There's also an underclass. Widespread nano-abundance means nobody's starving, but there's a lot of petty crime and familial abuse.

The plot driver: Hackworth, a genius nano-architect, has been commissioned to generate a "primer" for a daughter of the aristocracy. It is, literally, a complete teacher and companion to whatever young female initially opens it. It tells immersive princess stories while painlessly teaching the reader/pupil the three R's and much more. (Like, eventually, theoretical computer science.)

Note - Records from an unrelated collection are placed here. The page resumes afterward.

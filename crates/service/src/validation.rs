//! Field checks applied before any storage access.
//!
//! Inputs arrive as raw JSON values so that a wrongly typed field (for
//! example `"distance": "far"`) is reported as that field's
//! `InvalidArgument` instead of a generic body rejection.

use models::{BarrierState, SpotStatus};
use serde_json::Value;

use crate::errors::{InvalidField, ServiceError};
use crate::patch::Field;

/// Required, non-blank string identifier.
pub fn record_id(v: Field<Value>) -> Result<String, ServiceError> {
    match v {
        Field::Value(Value::String(s)) if !s.trim().is_empty() => Ok(s),
        _ => Err(ServiceError::invalid(InvalidField::Id, "id is required (string)")),
    }
}

/// Identifier taken from a URL path or a caller that already holds a string.
pub fn record_id_str(id: &str) -> Result<&str, ServiceError> {
    if id.trim().is_empty() {
        return Err(ServiceError::invalid(InvalidField::Id, "id is required (string)"));
    }
    Ok(id)
}

pub fn label(v: Field<Value>) -> Result<Option<String>, ServiceError> {
    match v {
        Field::Absent | Field::Null => Ok(None),
        Field::Value(Value::String(s)) => Ok(Some(s)),
        Field::Value(_) => Err(ServiceError::invalid(InvalidField::Label, "label must be a string")),
    }
}

/// Finite floating point number, or no value.
pub fn finite_number(field: InvalidField, name: &str, v: Field<Value>) -> Result<Field<f64>, ServiceError> {
    v.try_map(|raw| {
        raw.as_f64()
            .filter(|n| n.is_finite())
            .ok_or_else(|| ServiceError::invalid(field, format!("{name} must be a number")))
    })
}

/// Integer, or no value. Floats with a zero fractional part count as integers.
pub fn integer(field: InvalidField, name: &str, v: Field<Value>) -> Result<Field<i64>, ServiceError> {
    v.try_map(|raw| {
        as_integer(&raw).ok_or_else(|| ServiceError::invalid(field, format!("{name} must be an integer")))
    })
}

fn as_integer(raw: &Value) -> Option<i64> {
    let n = match raw {
        Value::Number(n) => n,
        _ => return None,
    };
    if let Some(i) = n.as_i64() {
        return Some(i);
    }
    let f = n.as_f64()?;
    // i64::MAX as f64 rounds up to 2^63, so the upper bound is exclusive
    if f.is_finite() && f.fract() == 0.0 && f >= i64::MIN as f64 && f < i64::MAX as f64 {
        Some(f as i64)
    } else {
        None
    }
}

pub fn spot_status(v: Field<Value>) -> Result<SpotStatus, ServiceError> {
    match v {
        Field::Value(Value::String(s)) => SpotStatus::parse(&s),
        _ => None,
    }
    .ok_or_else(|| ServiceError::invalid(InvalidField::Status, "status must be FREE or OCCUPIED"))
}

pub fn barrier_state(v: Field<Value>) -> Result<BarrierState, ServiceError> {
    match v {
        Field::Value(Value::String(s)) => BarrierState::parse(&s),
        _ => None,
    }
    .ok_or_else(|| {
        ServiceError::invalid(
            InvalidField::State,
            format!("state must be one of {}", BarrierState::allowed().join(", ")),
        )
    })
}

Illegally, Hackworth conspires to generate a second copy for his own less fortunate daughter. But fate intervenes when a roving band of youths mug him, liberating his pirated copy. Which falls into the hands of the main protagonist, urchin Nell. Her subsequent adventures are thrilling, and occasionally poignant. (And sometimes hilarious. Page 175 of my copy describes the ingredient list for the condiment Hackworth glops onto his steak sandwich:

Hackworth took a bite of his sandwich, correctly anticipating that the meat would be gristly and that he would have plenty of time to think about his situation while his molars subdued it. He did have plenty of time, as it turned out; but as frequently happened to him in these situations, he could not bring his mind to bear on the subject at hand. All he could think about was the taste of the sauce. If the manifest of ingredients on the bottle had been legible, it would have read something like this: Water, blackstrap molasses, imported habanero peppers, salt, garlic, ginger, tomato puree, axle grease, real hickory smoke, snuff, butts of clove cigarettes, Guinness Stout fermentation dregs, uranium mill tailings, muffler cores, monosodium glutamate, nitrates, nitrites, nitrotes and nitrutes, nutrites, natrotes, powdered pork nose hairs, dynamite, activated charcoal, match-heads, used pipe cleaners, tar, nicotine, singlemalt whiskey, smoked beef lymph nodes, autumn leaves, red fuming nitric acid, bituminous coal, fallout, printer's ink, laundry starch, drain deaner, blue chrysotile asbestos, carrageenan, BHA, BHT, and natural flavorings.